Output exactly, with nothing added, the entries from the first line through the line with "may be missing.".
*** Data for this exercise
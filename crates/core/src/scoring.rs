//! Scoring result types
//!
//! These are the deterministic outputs of the scoring engine. All scores are
//! integers clamped to [0, 100]; `ScoringResult` is a pure function of
//! (transcript, persona, duration, profession) and carries no identity.

use serde::{Deserialize, Serialize};

/// Counts of professional questions by type.
#[derive(Debug, Clone, Copy, Default, PartialEq, Eq, Serialize, Deserialize)]
#[serde(default)]
pub struct QuestionTypes {
    pub open_ended: u32,
    pub closed_ended: u32,
    pub clarifying: u32,
}

impl QuestionTypes {
    pub fn total(&self) -> u32 {
        self.open_ended + self.closed_ended + self.clarifying
    }
}

/// How the professional used medical terminology, measured against the
/// persona's condition-specific term list plus a general-medicine list.
#[derive(Debug, Clone, Default, PartialEq, Eq, Serialize, Deserialize)]
#[serde(default)]
pub struct MedicalTerminologyUsage {
    /// Expected terms the professional actually used.
    pub appropriate: Vec<String>,
    /// Overly complex terms that should have been simplified for the patient.
    pub inappropriate: Vec<String>,
    /// Expected terms never mentioned (capped at 3).
    pub missing: Vec<String>,
}

/// Structural analysis of a transcript. Derived, recomputed per call.
///
/// Deserialization is lenient: this shape also arrives inside untrusted
/// model-authored feedback, where fields may be missing.
#[derive(Debug, Clone, Default, PartialEq, Serialize, Deserialize)]
#[serde(default)]
pub struct TranscriptAnalysis {
    /// Whitespace-token count of the full transcript.
    pub total_words: u32,
    /// Professional words as a rounded percentage of total words.
    pub speaking_time_percentage: u32,
    pub question_types: QuestionTypes,
    pub key_phrases_used: Vec<String>,
    pub medical_terminology_usage: MedicalTerminologyUsage,
    /// At most 3, derived from persona-conditioned rules.
    pub missed_opportunities: Vec<String>,
    /// Average words per professional line.
    pub average_response_length: f32,
}

/// The six scored dimensions, each independently clamped to [0, 100].
#[derive(Debug, Clone, Copy, Default, PartialEq, Eq, Serialize, Deserialize)]
pub struct DetailedScores {
    pub pronunciation: u8,
    pub grammar: u8,
    pub vocabulary: u8,
    pub clinical_communication: u8,
    pub empathy: u8,
    pub patient_education: u8,
}

impl DetailedScores {
    pub fn get(&self, dimension: ScoreDimension) -> u8 {
        match dimension {
            ScoreDimension::Pronunciation => self.pronunciation,
            ScoreDimension::Grammar => self.grammar,
            ScoreDimension::Vocabulary => self.vocabulary,
            ScoreDimension::ClinicalCommunication => self.clinical_communication,
            ScoreDimension::Empathy => self.empathy,
            ScoreDimension::PatientEducation => self.patient_education,
        }
    }

    /// True when every sub-score is in [0, 100].
    ///
    /// `u8` already forbids negatives; this guards the upper bound for
    /// values that crossed the untrusted feedback boundary.
    pub fn all_in_range(&self) -> bool {
        ScoreDimension::ALL.iter().all(|d| self.get(*d) <= 100)
    }
}

/// Named scoring dimension, in fixed presentation order.
#[derive(Debug, Clone, Copy, PartialEq, Eq, Hash, Serialize, Deserialize)]
#[serde(rename_all = "snake_case")]
pub enum ScoreDimension {
    ClinicalCommunication,
    Empathy,
    Grammar,
    PatientEducation,
    Pronunciation,
    Vocabulary,
}

impl ScoreDimension {
    /// All dimensions in fixed order. Ties in ranking resolve to this order.
    pub const ALL: [ScoreDimension; 6] = [
        ScoreDimension::ClinicalCommunication,
        ScoreDimension::Empathy,
        ScoreDimension::Grammar,
        ScoreDimension::PatientEducation,
        ScoreDimension::Pronunciation,
        ScoreDimension::Vocabulary,
    ];

    /// Human-readable category name used in strengths/improvements.
    pub fn label(&self) -> &'static str {
        match self {
            ScoreDimension::ClinicalCommunication => "Clinical Communication",
            ScoreDimension::Empathy => "Empathy",
            ScoreDimension::Grammar => "Grammar",
            ScoreDimension::PatientEducation => "Patient Education",
            ScoreDimension::Pronunciation => "Pronunciation",
            ScoreDimension::Vocabulary => "Vocabulary",
        }
    }
}

/// A recognised strength, with up to 2 verbatim quotes from professional lines.
#[derive(Debug, Clone, PartialEq, Eq, Serialize, Deserialize)]
pub struct Strength {
    pub category: String,
    pub observation: String,
    #[serde(default)]
    pub examples: Vec<String>,
}

/// A suggested improvement from the fixed per-category template table.
#[derive(Debug, Clone, PartialEq, Eq, Serialize, Deserialize)]
pub struct Improvement {
    pub category: String,
    pub observation: String,
    pub suggestion: String,
    pub example: String,
}

/// Full output of the scoring engine.
#[derive(Debug, Clone, PartialEq, Serialize, Deserialize)]
pub struct ScoringResult {
    /// Weighted sum of the six sub-scores, rounded, in [0, 100].
    pub overall_score: u8,
    pub detailed_scores: DetailedScores,
    /// At most 3.
    pub strengths: Vec<Strength>,
    /// Exactly 3 whenever the transcript has at least one professional line.
    pub improvements: Vec<Improvement>,
    pub transcript_analysis: TranscriptAnalysis,
}

#[cfg(test)]
mod tests {
    use super::*;

    #[test]
    fn dimension_order_is_stable() {
        assert_eq!(ScoreDimension::ALL[0], ScoreDimension::ClinicalCommunication);
        assert_eq!(ScoreDimension::ALL[5], ScoreDimension::Vocabulary);
    }

    #[test]
    fn detailed_scores_lookup() {
        let scores = DetailedScores {
            pronunciation: 75,
            grammar: 70,
            vocabulary: 80,
            clinical_communication: 85,
            empathy: 55,
            patient_education: 65,
        };
        assert_eq!(scores.get(ScoreDimension::Empathy), 55);
        assert!(scores.all_in_range());
    }

    #[test]
    fn question_total() {
        let q = QuestionTypes {
            open_ended: 2,
            closed_ended: 3,
            clarifying: 1,
        };
        assert_eq!(q.total(), 6);
    }
}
******
▶ Problem solution
filename crates/core/src/scoring.rs
//! Scoring result types
//!
//! These are the deterministic outputs of the scoring engine. All scores are
//! integers clamped to [0, 100]; `ScoringResult` is a pure function of
//! (transcript, persona, duration, profession) and carries no identity.

use serde::{Deserialize, Serialize};

/// Counts of professional questions by type.
#[derive(Debug, Clone, Copy, Default, PartialEq, Eq, Serialize, Deserialize)]
#[serde(default)]
pub struct QuestionTypes {
    pub open_ended: u32,
    pub closed_ended: u32,
    pub clarifying: u32,
}

impl QuestionTypes {
    pub fn total(&self) -> u32 {
        self.open_ended + self.closed_ended + self.clarifying
    }
}

/// How the professional used medical terminology, measured against the
/// persona's condition-specific term list plus a general-medicine list.
#[derive(Debug, Clone, Default, PartialEq, Eq, Serialize, Deserialize)]
#[serde(default)]
pub struct MedicalTerminologyUsage {
    /// Expected terms the professional actually used.
    pub appropriate: Vec<String>,
    /// Overly complex terms that should have been simplified for the patient.
    pub inappropriate: Vec<String>,
    /// Expected terms never mentioned (capped at 3).
    pub missing: Vec<String>,
}

/// Structural analysis of a transcript. Derived, recomputed per call.
///
/// Deserialization is lenient: this shape also arrives inside untrusted
/// model-authored feedback, where fields may be missing.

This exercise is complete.